- Goal of the exercise -
Please set down only the lines that run from the one containing "filename src/utils/mod.rs" to the end of the listing below, exactly as written.

- Data listing -
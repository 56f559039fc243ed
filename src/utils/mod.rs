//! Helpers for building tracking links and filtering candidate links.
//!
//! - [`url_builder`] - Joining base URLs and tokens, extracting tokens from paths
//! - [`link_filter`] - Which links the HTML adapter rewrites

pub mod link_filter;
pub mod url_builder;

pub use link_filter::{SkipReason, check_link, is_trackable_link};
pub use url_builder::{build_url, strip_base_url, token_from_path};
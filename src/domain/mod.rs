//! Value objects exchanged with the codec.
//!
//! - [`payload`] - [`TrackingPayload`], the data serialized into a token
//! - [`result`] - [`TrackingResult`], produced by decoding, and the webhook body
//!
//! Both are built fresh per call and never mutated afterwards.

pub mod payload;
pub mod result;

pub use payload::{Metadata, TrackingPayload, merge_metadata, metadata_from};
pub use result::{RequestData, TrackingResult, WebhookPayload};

- Response -
filename src/utils/mod.rs
//! Helpers for building tracking links and filtering candidate links.
//!
//! - [`url_builder`] - Joining base URLs and tokens, extracting tokens from paths
//! - [`link_filter`] - Which links the HTML adapter rewrites

pub mod link_filter;
pub mod url_builder;

pub use link_filter::{SkipReason, check_link, is_trackable_link};
pub use url_builder::{build_url, strip_base_url, token_from_path};
filename src/domain/mod.rs
//! Value objects exchanged with the codec.
//!
//! - [`payload`] - [`TrackingPayload`], the data serialized into a token
//! - [`result`] - [`TrackingResult`], produced by decoding, and the webhook body
//!
//! Both are built fresh per call and never mutated afterwards.

pub mod payload;
pub mod result;

pub use payload::{Metadata, TrackingPayload, merge_metadata, metadata_from};
pub use result::{RequestData, TrackingResult, WebhookPayload};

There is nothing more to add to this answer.